Stored items:
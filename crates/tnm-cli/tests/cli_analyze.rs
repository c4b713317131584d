use std::path::{Path, PathBuf};
use std::process::{Command, Output};
use std::time::{SystemTime, UNIX_EPOCH};

use tnm_core::EventSource;
use tnm_io::{InputStream, read_counts};

const HEPMC: &str = "\
HepMC::Version 2.06.09
HepMC::IO_GenEvent-START_EVENT_LISTING
E 10 -1 -1.0 7.8e-03 1.18e-01 0 -2 2 1 2 0 1 2.0
V -1 0 0 0 0 0 2 1 0
P 1 2212 0 0 6500 6500 0.938 4 0 0 -1 0
P 2 2212 0 0 -6500 6500 0.938 4 0 0 -1 0
P 3 35 1 2 3 300 250 2 0 0 -2 0
V -2 0 0 0 1.5 0 0 2 0
P 4 15 50 0 10 140 1.777 1 0 0 0 0
P 5 -15 -49 2 -7 160 1.777 1 0 0 0 0
E 11 -1 -1.0 7.8e-03 1.18e-01 0 -2 2 1 2 0 1 3.0
V -1 0 0 0 0 0 2 1 0
P 1 2212 0 0 6500 6500 0.938 4 0 0 -1 0
P 2 2212 0 0 -6500 6500 0.938 4 0 0 -1 0
P 3 35 1 2 3 300 250 2 0 0 -2 0
V -2 0 0 0 0 0 0 2 0
P 4 6 50 0 10 140 173 1 0 0 0 0
P 5 -6 -49 2 -7 160 173 1 0 0 0 0
E 12 -1 -1.0 7.8e-03 1.18e-01 0 -1 1 1 2 0 0
V -1 0 0 0 0 0 2 2 0
P 1 2212 0 0 6500 6500 0.938 4 0 0 -1 0
P 2 2212 0 0 -6500 6500 0.938 4 0 0 -1 0
P 3 13 20 0 0 30 0.105 1 0 0 0 0
P 4 -13 -20 0 0 30 0.105 1 0 0 0 0
HepMC::IO_GenEvent-END_EVENT_LISTING
";

fn bin_path() -> PathBuf {
    PathBuf::from(env!("CARGO_BIN_EXE_tnm"))
}

fn tmp_dir(name: &str) -> PathBuf {
    let nanos = SystemTime::now().duration_since(UNIX_EPOCH).unwrap().as_nanos();
    let mut p = std::env::temp_dir();
    p.push(format!("tnm_cli_{}_{}_{}", std::process::id(), nanos, name));
    std::fs::create_dir_all(&p).unwrap();
    p
}

fn run(args: &[&str]) -> Output {
    Command::new(bin_path())
        .args(args)
        .output()
        .unwrap_or_else(|e| panic!("failed to run {:?} {:?}: {}", bin_path(), args, e))
}

fn run_ok(args: &[&str]) -> String {
    let out = run(args);
    assert!(
        out.status.success(),
        "tnm {:?} failed:\nstdout:\n{}\nstderr:\n{}",
        args,
        String::from_utf8_lossy(&out.stdout),
        String::from_utf8_lossy(&out.stderr)
    );
    String::from_utf8(out.stdout).unwrap()
}

/// Convert the sample HepMC text and return the ntuple path.
fn ntuple(dir: &Path) -> PathBuf {
    let input = dir.join("sample.hepmc");
    std::fs::write(&input, HEPMC).unwrap();
    let output = dir.join("sample.parquet");
    let stdout = run_ok(&["hepmc2ntuple", input.to_str().unwrap(), output.to_str().unwrap()]);
    assert!(stdout.contains("events:        3"), "stdout:\n{stdout}");
    output
}

#[test]
fn hepmc2ntuple_then_ls() {
    let dir = tmp_dir("ls");
    let ntuple = ntuple(&dir);

    let listing = run_ok(&["ls", ntuple.to_str().unwrap()]);
    assert!(listing.contains("tree 'Events': 3 entries"), "listing:\n{listing}");
    assert!(listing.contains("Particle_px[Event_numberP]/D"), "listing:\n{listing}");
    assert!(listing.contains("events"), "listing:\n{listing}");

    let json = run_ok(&["ls", "--json", ntuple.to_str().unwrap()]);
    let v: serde_json::Value = serde_json::from_str(&json).unwrap();
    assert_eq!(v[0]["label"], "events");
    assert_eq!(v[0]["sumw"], 6.0);

    let _ = std::fs::remove_dir_all(&dir);
}

#[test]
fn analyze_skims_dimuon_events() {
    let dir = tmp_dir("analyze");
    let ntuple = ntuple(&dir);

    let filelist = dir.join("filelist.txt");
    std::fs::write(&filelist, format!("# converted sample\n{}\n", ntuple.display())).unwrap();

    let config = dir.join("skim.yaml");
    std::fs::write(
        &config,
        r#"skim: true
save_count: 2
weight_column: eventWeight
objects:
  - name: Particle
    min_count: 2
    cuts:
      - { column: Particle_pid, op: abs_eq, value: 13 }
"#,
    )
    .unwrap();

    let output = dir.join("skim");
    let stdout = run_ok(&[
        "analyze",
        filelist.to_str().unwrap(),
        output.to_str().unwrap(),
        "--config",
        config.to_str().unwrap(),
    ]);
    let output = dir.join("skim.parquet");
    assert!(stdout.contains("tree 'Events': 1 entries"), "stdout:\n{stdout}");

    let counts = read_counts(&output).unwrap();
    assert_eq!(counts.get("all").unwrap().entries, 3);
    assert_eq!(counts.get("all").unwrap().sumw, 6.0);
    assert_eq!(counts.get("Particle >= 2").unwrap().entries, 1);

    let mut stream = InputStream::open(&[&output], "Events").unwrap();
    assert_eq!(stream.len(), 1);
    let mut ev = stream.buffer();
    ev.read(&mut stream, 0).unwrap();
    assert_eq!(ev.scalar::<i32>("Event_number").unwrap(), 12);
    assert_eq!(ev.scalar::<i32>("Event_numberP").unwrap(), 2);
    assert_eq!(ev.get::<i32>("Particle_pid").unwrap(), &[13, -13]);
    assert_eq!(ev.scalar::<f64>("eventWeight").unwrap(), 1.0);

    let _ = std::fs::remove_dir_all(&dir);
}

#[test]
fn analyze_counts_only() {
    let dir = tmp_dir("counts_only");
    let ntuple = ntuple(&dir);
    let filelist = dir.join("files.txt");
    std::fs::write(&filelist, format!("{}\n", ntuple.display())).unwrap();
    let output = dir.join("histos.parquet");

    run_ok(&[
        "analyze",
        filelist.to_str().unwrap(),
        output.to_str().unwrap(),
        "--max-events",
        "2",
    ]);
    let counts = read_counts(&output).unwrap();
    assert_eq!(counts.get("all").unwrap().entries, 2);
    assert_eq!(counts.get("all").unwrap().sumw, 2.0);

    let listing = run_ok(&["ls", output.to_str().unwrap()]);
    assert!(listing.contains("counts:"), "listing:\n{listing}");

    let _ = std::fs::remove_dir_all(&dir);
}

#[test]
fn analyze_rejects_missing_file_list_and_bad_cut() {
    let dir = tmp_dir("errors");
    let missing = dir.join("nope.txt");
    let out = run(&["analyze", missing.to_str().unwrap(), dir.join("o").to_str().unwrap()]);
    assert!(!out.status.success());
    assert!(String::from_utf8_lossy(&out.stderr).contains("unable to open file list"));

    let ntuple = ntuple(&dir);
    let filelist = dir.join("files.txt");
    std::fs::write(&filelist, format!("{}\n", ntuple.display())).unwrap();
    let config = dir.join("bad.json");
    std::fs::write(
        &config,
        r#"{"objects": [{"name": "Jet", "cuts": [{"column": "Particle_pt", "op": "gt", "value": 1}]}]}"#,
    )
    .unwrap();
    let out = run(&[
        "analyze",
        filelist.to_str().unwrap(),
        dir.join("o").to_str().unwrap(),
        "-c",
        config.to_str().unwrap(),
    ]);
    assert!(!out.status.success());
    assert!(String::from_utf8_lossy(&out.stderr).contains("is not an array of object 'Jet'"));

    let _ = std::fs::remove_dir_all(&dir);
}

#[test]
fn hepmc_filter_keeps_requested_decays() {
    let dir = tmp_dir("filter");
    let input = dir.join("sample.hepmc");
    std::fs::write(&input, HEPMC).unwrap();
    let output = dir.join("tops.hepmc");

    let stdout = run_ok(&[
        "hepmc-filter",
        input.to_str().unwrap(),
        "35",
        "6",
        "-6",
        "-o",
        output.to_str().unwrap(),
    ]);
    let kept = stdout.lines().find(|l| l.contains("events(out):")).unwrap();
    assert_eq!(kept.split_whitespace().last(), Some("1"), "stdout:\n{stdout}");
    let text = std::fs::read_to_string(&output).unwrap();
    assert!(text.contains("E 11 "));
    assert!(!text.contains("E 10 "));

    let _ = std::fs::remove_dir_all(&dir);
}

#[test]
fn version_prints_crate_version() {
    let stdout = run_ok(&["version"]);
    assert!(stdout.starts_with("tnm "));
}
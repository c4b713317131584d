//! # tnm-hepmc
//!
//! HepMC2 event records for TNM.
//!
//! This crate provides:
//! - A streaming reader for the `IO_GenEvent` ASCII format ([`HepMcReader`]).
//! - Conversion of HepMC events into a flat `Events` ntuple ([`convert_file`]).
//! - A decay filter that copies selected events verbatim ([`filter_file`]).

#![warn(missing_docs)]
#![warn(clippy::all)]

pub mod filter;
pub mod ntuple;
pub mod reader;

pub use filter::{DecayFilter, FilterSummary, filter_file};
pub use ntuple::{
    ConvertOptions, ConvertSummary, MAX_PARTICLES, convert_file, fill_buffer, ntuple_schema,
};
pub use reader::{CrossSection, GenEvent, GenParticle, GenVertex, HepMcReader, PdfInfo};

[Problem to solve] Copy out every line of the data in which the word "InputStream" is found.

[Response for this exercise]
use tnm_io::{InputStream, read_counts};
    let mut stream = InputStream::open(&[&output], "Events").unwrap();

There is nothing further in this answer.